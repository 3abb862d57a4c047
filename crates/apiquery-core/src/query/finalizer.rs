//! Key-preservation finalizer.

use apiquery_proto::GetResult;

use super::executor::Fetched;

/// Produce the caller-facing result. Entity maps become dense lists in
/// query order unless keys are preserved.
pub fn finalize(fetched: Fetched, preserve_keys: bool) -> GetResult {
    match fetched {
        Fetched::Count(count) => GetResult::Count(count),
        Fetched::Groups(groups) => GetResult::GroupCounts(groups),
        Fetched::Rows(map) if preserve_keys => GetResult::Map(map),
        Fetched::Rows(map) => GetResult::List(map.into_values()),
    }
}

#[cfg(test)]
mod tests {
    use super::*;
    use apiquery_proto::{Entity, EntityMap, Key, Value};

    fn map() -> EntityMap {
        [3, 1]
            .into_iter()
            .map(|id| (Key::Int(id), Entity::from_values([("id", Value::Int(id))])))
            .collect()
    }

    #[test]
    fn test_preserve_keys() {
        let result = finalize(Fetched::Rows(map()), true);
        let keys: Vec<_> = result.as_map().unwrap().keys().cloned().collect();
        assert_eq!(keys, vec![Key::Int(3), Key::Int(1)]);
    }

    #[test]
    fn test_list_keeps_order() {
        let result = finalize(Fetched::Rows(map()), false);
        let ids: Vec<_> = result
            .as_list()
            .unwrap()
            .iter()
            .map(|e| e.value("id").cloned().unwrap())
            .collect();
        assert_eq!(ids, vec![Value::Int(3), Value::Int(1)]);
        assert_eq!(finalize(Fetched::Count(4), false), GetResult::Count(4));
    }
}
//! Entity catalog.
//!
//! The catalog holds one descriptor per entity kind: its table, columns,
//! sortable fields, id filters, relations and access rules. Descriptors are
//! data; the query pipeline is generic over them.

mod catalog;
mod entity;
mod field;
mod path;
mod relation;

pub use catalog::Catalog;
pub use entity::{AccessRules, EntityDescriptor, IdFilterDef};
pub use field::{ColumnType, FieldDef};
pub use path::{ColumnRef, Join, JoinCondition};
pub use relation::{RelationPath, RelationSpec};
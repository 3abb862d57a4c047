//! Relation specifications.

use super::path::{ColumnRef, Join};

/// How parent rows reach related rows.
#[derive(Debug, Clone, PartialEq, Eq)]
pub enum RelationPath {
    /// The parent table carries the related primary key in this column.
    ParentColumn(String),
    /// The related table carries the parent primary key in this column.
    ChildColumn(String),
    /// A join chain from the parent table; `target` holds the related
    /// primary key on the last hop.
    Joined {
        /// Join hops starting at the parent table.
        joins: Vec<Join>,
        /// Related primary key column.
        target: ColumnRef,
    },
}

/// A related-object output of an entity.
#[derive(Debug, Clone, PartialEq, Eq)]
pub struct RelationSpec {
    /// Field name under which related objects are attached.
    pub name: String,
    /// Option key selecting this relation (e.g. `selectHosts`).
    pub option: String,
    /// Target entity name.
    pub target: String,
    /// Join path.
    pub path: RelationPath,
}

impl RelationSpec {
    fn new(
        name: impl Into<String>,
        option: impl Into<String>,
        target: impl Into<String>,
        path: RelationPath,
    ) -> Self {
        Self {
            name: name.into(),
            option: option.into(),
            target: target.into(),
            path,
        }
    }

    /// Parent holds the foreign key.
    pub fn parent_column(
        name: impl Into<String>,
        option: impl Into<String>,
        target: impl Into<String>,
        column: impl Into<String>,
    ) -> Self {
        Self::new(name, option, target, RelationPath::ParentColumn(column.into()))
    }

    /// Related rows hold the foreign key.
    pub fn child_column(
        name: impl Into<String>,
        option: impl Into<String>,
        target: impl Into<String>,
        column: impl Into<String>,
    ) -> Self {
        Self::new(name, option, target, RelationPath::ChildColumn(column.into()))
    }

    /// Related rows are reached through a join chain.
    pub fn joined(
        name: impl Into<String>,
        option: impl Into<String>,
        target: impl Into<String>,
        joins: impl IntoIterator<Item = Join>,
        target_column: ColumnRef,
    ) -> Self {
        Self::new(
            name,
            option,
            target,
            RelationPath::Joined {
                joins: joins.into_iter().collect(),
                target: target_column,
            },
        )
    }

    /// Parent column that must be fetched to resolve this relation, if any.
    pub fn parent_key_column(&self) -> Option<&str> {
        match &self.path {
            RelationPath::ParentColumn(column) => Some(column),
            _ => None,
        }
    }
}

What you should do:
The whole listing above, line by line, is to be retyped exactly.

Output of the task:
repository 3abb862d57a4c047
filename crates/apiquery-core/src/query/finalizer.rs
//! Key-preservation finalizer.

use apiquery_proto::GetResult;

use super::executor::Fetched;

/// Produce the caller-facing result. Entity maps become dense lists in
/// query order unless keys are preserved.
pub fn finalize(fetched: Fetched, preserve_keys: bool) -> GetResult {
    match fetched {
        Fetched::Count(count) => GetResult::Count(count),
        Fetched::Groups(groups) => GetResult::GroupCounts(groups),
        Fetched::Rows(map) if preserve_keys => GetResult::Map(map),
        Fetched::Rows(map) => GetResult::List(map.into_values()),
    }
}

#[cfg(test)]
mod tests {
    use super::*;
    use apiquery_proto::{Entity, EntityMap, Key, Value};

    fn map() -> EntityMap {
        [3, 1]
            .into_iter()
            .map(|id| (Key::Int(id), Entity::from_values([("id", Value::Int(id))])))
            .collect()
    }

    #[test]
    fn test_preserve_keys() {
        let result = finalize(Fetched::Rows(map()), true);
        let keys: Vec<_> = result.as_map().unwrap().keys().cloned().collect();
        assert_eq!(keys, vec![Key::Int(3), Key::Int(1)]);
    }

    #[test]
    fn test_list_keeps_order() {
        let result = finalize(Fetched::Rows(map()), false);
        let ids: Vec<_> = result
            .as_list()
            .unwrap()
            .iter()
            .map(|e| e.value("id").cloned().unwrap())
            .collect();
        assert_eq!(ids, vec![Value::Int(3), Value::Int(1)]);
        assert_eq!(finalize(Fetched::Count(4), false), GetResult::Count(4));
    }
}
//! Entity catalog.
//!
//! The catalog holds one descriptor per entity kind: its table, columns,
//! sortable fields, id filters, relations and access rules. Descriptors are
//! data; the query pipeline is generic over them.

mod catalog;
mod entity;
mod field;
mod path;
mod relation;

pub use catalog::Catalog;
pub use entity::{AccessRules, EntityDescriptor, IdFilterDef};
pub use field::{ColumnType, FieldDef};
pub use path::{ColumnRef, Join, JoinCondition};
pub use relation::{RelationPath, RelationSpec};
repository 3abb862d57a4c047
//! Relation specifications.

use super::path::{ColumnRef, Join};

/// How parent rows reach related rows.
#[derive(Debug, Clone, PartialEq, Eq)]
pub enum RelationPath {
    /// The parent table carries the related primary key in this column.
    ParentColumn(String),
    /// The related table carries the parent primary key in this column.
    ChildColumn(String),
    /// A join chain from the parent table; `target` holds the related
    /// primary key on the last hop.
    Joined {
        /// Join hops starting at the parent table.
        joins: Vec<Join>,
        /// Related primary key column.
        target: ColumnRef,
    },
}

/// A related-object output of an entity.
#[derive(Debug, Clone, PartialEq, Eq)]
pub struct RelationSpec {
    /// Field name under which related objects are attached.
    pub name: String,
    /// Option key selecting this relation (e.g. `selectHosts`).
    pub option: String,
    /// Target entity name.
    pub target: String,
    /// Join path.
    pub path: RelationPath,
}

impl RelationSpec {
    fn new(
        name: impl Into<String>,
        option: impl Into<String>,
        target: impl Into<String>,
        path: RelationPath,
    ) -> Self {
        Self {
            name: name.into(),
            option: option.into(),
            target: target.into(),
            path,
        }
    }

    /// Parent holds the foreign key.
    pub fn parent_column(
        name: impl Into<String>,
        option: impl Into<String>,
        target: impl Into<String>,
        column: impl Into<String>,
    ) -> Self {
        Self::new(name, option, target, RelationPath::ParentColumn(column.into()))
    }

    /// Related rows hold the foreign key.
    pub fn child_column(
        name: impl Into<String>,
        option: impl Into<String>,
        target: impl Into<String>,
        column: impl Into<String>,
    ) -> Self {
        Self::new(name, option, target, RelationPath::ChildColumn(column.into()))
    }

    /// Related rows are reached through a join chain.
    pub fn joined(
        name: impl Into<String>,
        option: impl Into<String>,
        target: impl Into<String>,
        joins: impl IntoIterator<Item = Join>,
        target_column: ColumnRef,
    ) -> Self {
        Self::new(
            name,
            option,
            target,
            RelationPath::Joined {
                joins: joins.into_iter().collect(),
                target: target_column,
            },
        )
    }

    /// Parent column that must be fetched to resolve this relation, if any.
    pub fn parent_key_column(&self) -> Option<&str> {
        match &self.path {
            RelationPath::ParentColumn(column) => Some(column),
            _ => None,
        }
    }
}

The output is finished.